There once was a girl who lived for scientific observation and inquiry, and devoured the history of science and the scholars who built the foundations of modern biology and medicine. She crafted from piles of biographies the ideal career path, to be able to do what these almost mythical icons had done – Ramon y Cajal, Curie, Levi-Montalchini, Franklin. My shy and introverted soul wanted to spend her days at a lab bench and a microscope. Discovering new things about the physiological landscape through observation and methodical inquiry. Asking the big questions, and making the keenest observations that would contribute to the understanding of our world. I thought this meant that I wanted to be a primary investigator (PI).
Nostalgically and fantastically motivated, a slightly older dreamer traversed her predoctoral training, hardly straying from the pursuit of an academic research position. The path and its benchmarks were clear.
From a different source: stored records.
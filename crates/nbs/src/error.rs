//! Error and Result types for NBS operations.

use std::io;
use thiserror::Error;

/// A convenience `Result` type for NBS operations.
pub type Result<T> = std::result::Result<T, NbsError>;

/// The error type for NBS operations.
///
/// The first three kinds are argument-marshalling failures raised by host
/// binding layers; they live here so bindings and core share one error
/// surface.
#[derive(Debug, Error)]
pub enum NbsError {
    /// No `paths` argument was supplied to the decoder.
    #[error("missing argument `paths`: provide a list of nbs file paths")]
    MissingPaths,

    /// The list of NBS file paths was empty.
    #[error("invalid argument `paths`: expected non-empty list")]
    EmptyPaths,

    /// An entry in the `paths` list was not a valid path.
    #[error("invalid item in `paths` list: expected string")]
    InvalidPathItem,

    /// An NBS file has no `.idx` sidecar next to it.
    #[error("nbs index not found for file: {0}")]
    MissingSidecar(String),

    /// A sidecar record points outside its file, or is otherwise unusable.
    #[error("corrupt nbs index for file: {0}")]
    CorruptSidecar(String),

    /// A raw type hash buffer was not exactly 8 bytes.
    #[error("invalid hash bytes: expected exactly 8 bytes")]
    InvalidHashBytes,

    /// A timestamp value was negative or overflowed the nanosecond range.
    #[error("invalid timestamp: expected a non-negative nanosecond count")]
    InvalidTimestamp,

    /// A `(type, subtype)` argument could not be interpreted.
    #[error("invalid type subtype: expected a type hash and a numeric subtype")]
    InvalidTypeSubtype,

    /// A packet could not be written in the on-disk frame format.
    #[error("invalid packet: payload does not fit the frame format")]
    InvalidPacket,

    /// None of the requested types exist in the index.
    #[error("no matching types in index")]
    NoMatchingTypes,

    /// Every stream matched by a query was empty.
    #[error("all matching streams are empty")]
    EmptyStreams,

    /// A packet index was outside the valid range for its stream.
    #[error("packet not found")]
    NotFound,

    /// Underlying I/O error.
    #[error("I/O error: {0}")]
    Io(#[from] io::Error),
}
//! Timestamp normalization.
//!
//! The engine speaks nanoseconds everywhere: sidecar records store a `u64`
//! nanosecond count, and every query API takes and returns nanoseconds.
//! External callers, however, hand timestamps over in one of three shapes:
//! a signed 64-bit nanosecond count, an unsigned 64-bit nanosecond count,
//! or a split `{seconds, nanos}` pair. [`TimestampValue`] models those
//! shapes and [`to_nanos`] collapses them.
//!
//! The one place the engine does not use nanoseconds is the main-file
//! packet header, which stores **microseconds**; that conversion lives in
//! the encoder, not here.

use crate::error::{NbsError, Result};

const NANOS_PER_SEC: u64 = 1_000_000_000;

/// A nanosecond timestamp split into whole seconds and a sub-second rest.
///
/// This is the shape timestamps take on the way back out to callers;
/// `nanos` is always in `[0, 10^9)`.
#[derive(Debug, Clone, Copy, PartialEq, Eq, Hash, Default)]
pub struct Timestamp {
    /// Whole seconds since the (unspecified) epoch.
    pub seconds: u64,
    /// Nanoseconds past `seconds`, in `[0, 10^9)`.
    pub nanos: u32,
}

impl Timestamp {
    /// Creates a timestamp from seconds and a sub-second nanosecond rest.
    pub fn new(seconds: u64, nanos: u32) -> Self {
        Self { seconds, nanos }
    }

    /// Splits a nanosecond count into `{seconds, nanos}` form.
    pub fn from_nanos(nanos: u64) -> Self {
        Self {
            seconds: nanos / NANOS_PER_SEC,
            nanos: (nanos % NANOS_PER_SEC) as u32,
        }
    }

    /// Recombines into a single nanosecond count.
    ///
    /// # Errors
    ///
    /// Returns `NbsError::InvalidTimestamp` if `seconds * 10^9 + nanos`
    /// overflows `u64`.
    pub fn as_nanos(&self) -> Result<u64> {
        self.seconds
            .checked_mul(NANOS_PER_SEC)
            .and_then(|ns| ns.checked_add(u64::from(self.nanos)))
            .ok_or(NbsError::InvalidTimestamp)
    }
}

/// An externally supplied timestamp in one of the three accepted shapes.
#[derive(Debug, Clone, Copy, PartialEq, Eq)]
pub enum TimestampValue {
    /// A signed nanosecond count.
    Signed(i64),
    /// An unsigned nanosecond count.
    Unsigned(u64),
    /// A split `{seconds, nanos}` pair.
    Parts(Timestamp),
}

impl From<i64> for TimestampValue {
    fn from(nanos: i64) -> Self {
        Self::Signed(nanos)
    }
}

impl From<u64> for TimestampValue {
    fn from(nanos: u64) -> Self {
        Self::Unsigned(nanos)
    }
}

impl From<Timestamp> for TimestampValue {
    fn from(parts: Timestamp) -> Self {
        Self::Parts(parts)
    }
}

/// Normalizes any accepted timestamp shape to nanoseconds.
///
/// # Errors
///
/// Returns `NbsError::InvalidTimestamp` for negative signed counts and for
/// `{seconds, nanos}` pairs that overflow the nanosecond range.
pub fn to_nanos(value: impl Into<TimestampValue>) -> Result<u64> {
    match value.into() {
        TimestampValue::Signed(ns) => {
            u64::try_from(ns).map_err(|_| NbsError::InvalidTimestamp)
        }
        TimestampValue::Unsigned(ns) => Ok(ns),
        TimestampValue::Parts(parts) => parts.as_nanos(),
    }
}

#[cfg(test)]
mod tests {
    use super::*;

    #[test]
    fn test_split_and_recombine() {
        let ts = Timestamp::from_nanos(1_500_000_000);
        assert_eq!(ts, Timestamp::new(1, 500_000_000));
        assert_eq!(ts.as_nanos().unwrap(), 1_500_000_000);
    }

    #[test]
    fn test_roundtrip_below_i64_max() {
        for ns in [0u64, 1, 999_999_999, NANOS_PER_SEC, u64::MAX / 2, (1 << 63) - 1] {
            assert_eq!(Timestamp::from_nanos(ns).as_nanos().unwrap(), ns);
        }
    }

    #[test]
    fn test_accepts_all_three_shapes() {
        let expected = 1_000_000_000_000u64;
        assert_eq!(to_nanos(1_000_000_000_000i64).unwrap(), expected);
        assert_eq!(to_nanos(1_000_000_000_000u64).unwrap(), expected);
        assert_eq!(to_nanos(Timestamp::new(1000, 0)).unwrap(), expected);
    }

    #[test]
    fn test_negative_signed_rejected() {
        assert!(matches!(to_nanos(-1i64), Err(NbsError::InvalidTimestamp)));
    }

    #[test]
    fn test_overflowing_parts_rejected() {
        let parts = Timestamp::new(u64::MAX, 999_999_999);
        assert!(matches!(parts.as_nanos(), Err(NbsError::InvalidTimestamp)));
    }
}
Even in the most tumultuous year of candidacy, enough mentors had told me I COULD do this, that it enforced the belief that I MUST. For myself, for women in STEM, and to impress my future children. I must become a PI. Even as the rest of my cohort prepared for careers in teaching and biotechnology, I stood my ground, feeling strongly that I neither could nor should do anything else.
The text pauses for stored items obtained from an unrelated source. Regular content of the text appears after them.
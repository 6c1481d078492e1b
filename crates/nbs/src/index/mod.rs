//! The merged, queryable index over one or more NBS files.
//!
//! Every NBS file carries a `<path>.idx` sidecar: a gzip-compressed stream
//! of fixed 32-byte records, one per packet in the main file. [`Index`]
//! loads the sidecars of all opened files, tags each record with the file
//! it came from, sorts the merged set by `(hash, subtype, timestamp)` and
//! groups it into per-key subranges. All queries are binary searches or
//! walks over those subranges; the vector is never touched again after
//! construction.

mod item;
mod step;

pub use item::{IndexItem, IndexItemFile, INDEX_ITEM_LEN};

use crate::error::{NbsError, Result};
use crate::key::TypeSubtype;
use flate2::bufread::GzDecoder;
use std::collections::BTreeMap;
use std::fs::File;
use std::io::{BufRead, BufReader, Read};
use std::ops::Range;
use std::path::{Path, PathBuf};
use tracing::{debug, warn};

/// Gzip stream magic bytes, used to auto-detect compressed sidecars.
const GZIP_MAGIC: [u8; 2] = [0x1f, 0x8b];

/// A timestamp-sorted view of every index record in a set of NBS files,
/// grouped into per-key streams.
#[derive(Debug, Default)]
pub struct Index {
    /// All records, sorted by `(hash, subtype, timestamp)`.
    items: Vec<IndexItemFile>,
    /// Half-open `[begin, end)` subranges of `items` per stream key.
    /// Subranges are never empty.
    by_key: BTreeMap<TypeSubtype, (usize, usize)>,
}

/// Returns the sidecar path for an NBS file: the full file name with
/// `.idx` appended (`a.nbs` → `a.nbs.idx`).
pub fn sidecar_path(path: &Path) -> PathBuf {
    let mut os = path.as_os_str().to_os_string();
    os.push(".idx");
    PathBuf::from(os)
}

/// Opens a sidecar for reading, decompressing when the gzip magic is
/// present and passing plain streams through untouched.
fn open_sidecar(path: &Path) -> Result<Box<dyn Read>> {
    let mut reader = BufReader::new(File::open(path)?);
    let head = reader.fill_buf()?;
    if head.starts_with(&GZIP_MAGIC) {
        Ok(Box::new(GzDecoder::new(reader)))
    } else {
        Ok(Box::new(reader))
    }
}

impl Index {
    /// Loads and merges the sidecar indexes of the given NBS files.
    ///
    /// Records are tagged with their file's position in `paths`. A sidecar
    /// truncated mid-record (by a crashed writer) loads its complete
    /// prefix; the partial tail is dropped with a warning.
    ///
    /// # Errors
    ///
    /// Returns `NbsError::EmptyPaths` for an empty path list and
    /// `NbsError::MissingSidecar` when any `<path>.idx` does not exist.
    pub fn load<P: AsRef<Path>>(paths: &[P]) -> Result<Self> {
        if paths.is_empty() {
            return Err(NbsError::EmptyPaths);
        }

        let mut items = Vec::new();
        let mut by_key = BTreeMap::new();

        for (fileno, path) in paths.iter().enumerate() {
            let path = path.as_ref();
            let idx_path = sidecar_path(path);

            if !idx_path.exists() {
                return Err(NbsError::MissingSidecar(path.display().to_string()));
            }

            let mut reader = open_sidecar(&idx_path)?;
            let mut buf = [0u8; INDEX_ITEM_LEN];
            let mut records = 0usize;

            loop {
                match read_record(&mut reader, &mut buf) {
                    RecordRead::Complete => {
                        let item = IndexItem::from_bytes(&buf);
                        by_key.entry(item.key()).or_insert((0, 0));
                        items.push(IndexItemFile {
                            item,
                            fileno: fileno as u32,
                        });
                        records += 1;
                    }
                    RecordRead::Eof => break,
                    RecordRead::Truncated => {
                        warn!(
                            path = %idx_path.display(),
                            records,
                            "sidecar ends mid-record; loaded the complete prefix"
                        );
                        break;
                    }
                }
            }

            debug!(path = %path.display(), records, "loaded nbs sidecar");
        }

        Ok(Self::from_parts(items, by_key))
    }

    /// Sorts the merged records and computes every key's subrange.
    fn from_parts(
        mut items: Vec<IndexItemFile>,
        mut by_key: BTreeMap<TypeSubtype, (usize, usize)>,
    ) -> Self {
        items.sort_unstable_by_key(|f| (f.item.hash, f.item.subtype, f.item.timestamp));

        // Equal range over the (hash, subtype) prefix of the sort key.
        for (key, range) in by_key.iter_mut() {
            let begin = items.partition_point(|f| f.item.key() < *key);
            let end = items.partition_point(|f| f.item.key() <= *key);
            *range = (begin, end);
        }

        Self { items, by_key }
    }

    /// Builds an index directly from records, for tests.
    #[cfg(test)]
    pub(crate) fn from_items(items: Vec<IndexItemFile>) -> Self {
        let by_key = items
            .iter()
            .map(|f| (f.item.key(), (0, 0)))
            .collect::<BTreeMap<_, _>>();
        Self::from_parts(items, by_key)
    }

    /// All records, in `(hash, subtype, timestamp)` order.
    pub fn items(&self) -> &[IndexItemFile] {
        &self.items
    }

    /// Number of records in the index.
    pub fn len(&self) -> usize {
        self.items.len()
    }

    /// True when no records were loaded.
    pub fn is_empty(&self) -> bool {
        self.items.is_empty()
    }

    /// Every stream key present, in ascending `(hash, subtype)` order.
    pub fn types(&self) -> Vec<TypeSubtype> {
        self.by_key.keys().copied().collect()
    }

    /// The subrange of `items` holding `key`'s stream, when present.
    pub fn range_for(&self, key: &TypeSubtype) -> Option<Range<usize>> {
        self.by_key.get(key).map(|&(begin, end)| begin..end)
    }

    /// The records of `key`'s stream, oldest first; empty when absent.
    pub fn stream(&self, key: &TypeSubtype) -> &[IndexItemFile] {
        match self.by_key.get(key) {
            Some(&(begin, end)) => &self.items[begin..end],
            None => &[],
        }
    }

    /// Subranges for each requested key that exists, in the order given.
    /// Unknown keys are silently dropped.
    pub fn ranges_for(&self, keys: &[TypeSubtype]) -> Vec<Range<usize>> {
        keys.iter().filter_map(|k| self.range_for(k)).collect()
    }

    /// First and last timestamps across every stream.
    ///
    /// Returns `(u64::MAX, 0)` when the index holds no records; that
    /// inverted pair is the documented "no data" convention.
    pub fn timestamp_range(&self) -> (u64, u64) {
        let mut range = (u64::MAX, 0);

        for &(begin, end) in self.by_key.values() {
            let first = self.items[begin].item.timestamp;
            let last = self.items[end - 1].item.timestamp;
            range.0 = range.0.min(first);
            range.1 = range.1.max(last);
        }

        range
    }

    /// First and last timestamps of one stream; `(0, 0)` when absent.
    pub fn timestamp_range_for(&self, key: &TypeSubtype) -> (u64, u64) {
        match self.by_key.get(key) {
            Some(&(begin, end)) => (
                self.items[begin].item.timestamp,
                self.items[end - 1].item.timestamp,
            ),
            None => (0, 0),
        }
    }

    /// Steps a group of stream cursors `steps` jumps away from `timestamp`
    /// and reports the group's new position.
    ///
    /// Forward steps replay records across the requested streams in global
    /// timestamp order; backward steps do the reverse, stopping as soon as
    /// any cursor reaches its stream's first record. The result is the
    /// latest cursor position for forward steps and the earliest for
    /// backward ones; `steps == 0` reports without moving.
    ///
    /// # Errors
    ///
    /// Returns `NbsError::NoMatchingTypes` when none of `keys` exist in
    /// the index, and `NbsError::EmptyStreams` when every matched stream
    /// has no records.
    pub fn next_timestamp(
        &self,
        timestamp: u64,
        keys: &[TypeSubtype],
        steps: i64,
    ) -> Result<u64> {
        let ranges = self.ranges_for(keys);
        if ranges.is_empty() {
            return Err(NbsError::NoMatchingTypes);
        }

        let streams: Vec<&[IndexItemFile]> = ranges
            .into_iter()
            .filter(|r| !r.is_empty())
            .map(|r| &self.items[r])
            .collect();
        if streams.is_empty() {
            return Err(NbsError::EmptyStreams);
        }

        Ok(step::next_timestamp(&streams, timestamp, steps))
    }
}

/// Outcome of one fixed-size record read from a sidecar stream.
enum RecordRead {
    /// A full record was read.
    Complete,
    /// The stream ended cleanly on a record boundary.
    Eof,
    /// The stream ended inside a record, or failed; the partial bytes are
    /// dropped, matching the tolerant loader behavior.
    Truncated,
}

/// Reads exactly one record, distinguishing a clean end of stream from a
/// truncated tail. Read and decompression failures end the stream the
/// same way truncation does.
fn read_record(reader: &mut dyn Read, buf: &mut [u8; INDEX_ITEM_LEN]) -> RecordRead {
    let mut filled = 0usize;

    while filled < INDEX_ITEM_LEN {
        match reader.read(&mut buf[filled..]) {
            Ok(0) if filled == 0 => return RecordRead::Eof,
            Ok(0) => return RecordRead::Truncated,
            Ok(n) => filled += n,
            Err(e) if e.kind() == std::io::ErrorKind::Interrupted => continue,
            Err(_) => return RecordRead::Truncated,
        }
    }

    RecordRead::Complete
}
There were several periods during my PhD, where things did not sit right with my original personal or professional goals, but I usually acknowledged them only as expressions of stress and anxiety. I learned that fully embodying the spirit of my scientist icons in a modern landscape meant an entirely different kind of regulation, financial restriction, productivity, and politics. As an avid sponge of historical science, I knew that these types of challenges were similar at face value. Scientists have always needed to publish their work and receive funding to see it continue. But science is a vastly evolved creature from 15 years ago, let alone a century. These two basic requirements in modern scientific research are much more competitive, complex, and convoluted than they once were. To be adept at either one requires a different set of skills.
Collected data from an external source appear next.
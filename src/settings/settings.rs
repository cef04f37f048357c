use anyhow::{Result, anyhow};
use config::builder::DefaultState;
use config::{Config, ConfigBuilder, Environment, File};
use serde::Deserialize;
use std::time::Duration;

#[derive(Debug, Deserialize)]
pub struct Settings {
    pub auth: Auth,
    pub store: Store,
    pub transport: Transport,
    pub http: Http,
    pub log: Log,
}

#[derive(Debug, Deserialize)]
pub struct Auth {
    pub identity_backend: String, // "fake" or "real"
    pub access_ttl_minutes: u64,
    pub refresh_ttl_days: u64,
    pub issuer: String,
    pub audience: String,
    pub store_timeout_ms: u64,
}

impl Auth {
    pub fn access_ttl(&self) -> Duration {
        Duration::from_secs(self.access_ttl_minutes * 60)
    }

    pub fn refresh_ttl(&self) -> Duration {
        Duration::from_secs(self.refresh_ttl_days * 24 * 60 * 60)
    }

    pub fn store_timeout(&self) -> Duration {
        Duration::from_millis(self.store_timeout_ms)
    }
}

#[derive(Debug, Deserialize)]
pub struct Store {
    pub backend: String, // "memory", "redis" or "mysql"
    pub redis_dsn: Option<String>,
    pub mysql_dsn: Option<String>,
    pub key_prefix: String,
    pub purge_interval_secs: u64,
}

#[derive(Debug, Deserialize)]
pub struct Transport {
    pub secure_cookies: bool,
}

#[derive(Debug, Deserialize)]
pub struct Http {
    pub address: String,
    pub cert_path: Option<String>,
    pub key_path: Option<String>,
}

#[derive(Debug, Deserialize)]
pub struct Log {
    pub filter: String,
}

#[cfg(debug_assertions)]
const SETTINGS_PATH: &str = "settings/dev.toml";
#[cfg(not(debug_assertions))]
const SETTINGS_PATH: &str = "settings/release.toml";

const ENV_PREFIX: &str = "TALLYGUARD";

fn defaults() -> Result<ConfigBuilder<DefaultState>> {
    let builder = Config::builder()
        .set_default("auth.identity_backend", "real")?
        .set_default("auth.access_ttl_minutes", 15)?
        .set_default("auth.refresh_ttl_days", 3)?
        .set_default("auth.issuer", "tallyguard.auth")?
        .set_default("auth.audience", "tallyguard-client")?
        .set_default("auth.store_timeout_ms", 2000)?
        .set_default("store.backend", "memory")?
        .set_default("store.key_prefix", "tallyguard:refresh")?
        .set_default("store.purge_interval_secs", 3600)?
        .set_default("transport.secure_cookies", true)?
        .set_default("log.filter", "info")?;
    Ok(builder)
}

fn finish(builder: ConfigBuilder<DefaultState>) -> Result<Settings> {
    let settings: Settings = builder
        .build()
        .map_err(|e| anyhow!(e))?
        .try_deserialize()
        .map_err(|e| anyhow!(e))?;
    Ok(settings)
}

pub fn parse_settings(path: Option<&str>) -> Result<Settings> {
    let path = path.unwrap_or(SETTINGS_PATH);

    finish(
        defaults()?
            .add_source(File::with_name(path))
            .add_source(
                Environment::with_prefix(ENV_PREFIX)
                    .separator("__")
                    .try_parsing(true),
            ),
    )
}
use super::util::*;
use crate::domain_port::*;
use sqlx::MySqlPool;

#[derive(sqlx::FromRow)]
struct CredentialRow {
    user_id: Vec<u8>,
    password_hash: String,
    is_active: bool,
}

/// Read side of the `auth_credential` table.
pub struct MySqlCredentialRepo {
    pool: MySqlPool,
}

impl MySqlCredentialRepo {
    pub fn new(pool: MySqlPool) -> Self {
        MySqlCredentialRepo { pool }
    }
}

#[async_trait::async_trait]
impl CredentialRepo for MySqlCredentialRepo {
    async fn find_by_username(
        &self,
        username: &str,
    ) -> Result<Option<CredentialRecord>, RepoError> {
        let row: Option<CredentialRow> = sqlx::query_as(
            r#"
SELECT user_id, password_hash, is_active
FROM auth_credential
WHERE username = ?
"#,
        )
        .bind(username)
        .fetch_optional(&self.pool)
        .await
        .map_err(store_err)?;

        row.map(|row| {
            Ok(CredentialRecord {
                user_id: uid_from_bytes(&row.user_id)?,
                password_hash: row.password_hash,
                is_active: row.is_active,
            })
        })
        .transpose()
    }
}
A solid neurobiological experiment, for instance, can hardly be conducted in one’s kitchen anymore. Today, in order for a publication to reach a substantial audience [in my field], publications almost always include multiple extensive experiments repeated several times with overwhelmingly high statistical power, and at least one highly advanced technology. The kitchen is almost guaranteed to be useless.
At first, I wanted to be a PI because I thought that is what it would take for me to access the resources necessary to produce valuable scientific contributions. A flawed premise, and at odds with my appreciation for what it means to be a scientist. I knew — and spoke openly about — the evolution of scientific inquiry, the rising influence of research institute teams, and the profound talents of the numerous staff scientists who otherwise receive little to no credit for their contributions. In spite of the regard with which I held others in my field, I maintained that my PERSONAL value could only come from a senior academic title. That because I “COULD” do this, I MUST. That despite some hard times and poor luck during my predoctorate, I was born for it. That I would continue to enjoy writing research manuscripts. That I wouldn’t mind perpetual grant writing. That I would develop the time-honored thick skin necessary to respond positively to rejection. These were my mantras through graduate school. But upon receiving my PhD, I feel a rush of freedom to question all my motivations.
- My pipetting and mental calluses could use a break.
- Although I enjoy writing manuscripts, I loathe editing and reformatting them.
- I do not mind grant writing, but patience for it waned substantially toward the end of my degree.
Experience has not left me thick-skinned, but for now, annoyed and easily exhausted.
On the other side of my degree, I have achieved a level of self-appreciation and confidence that allows a more honest reflection on my career dreams. One does not need to be a PI to support and represent women in STEM. My future children will have plenty to be impressed with. I very well COULD tire of this phase and once again work passionately toward professorship, but I no longer feel that I MUST.
Now what? The dreamer begins her postdoctoral fellowship a month from now. She intends to use this new beginning to examine all of the personal and career possibilities that she ignored or did not bother to explore as a predoctorate. For the first time, she does not clearly see what the next step should be. And that is both terrifying and exulting.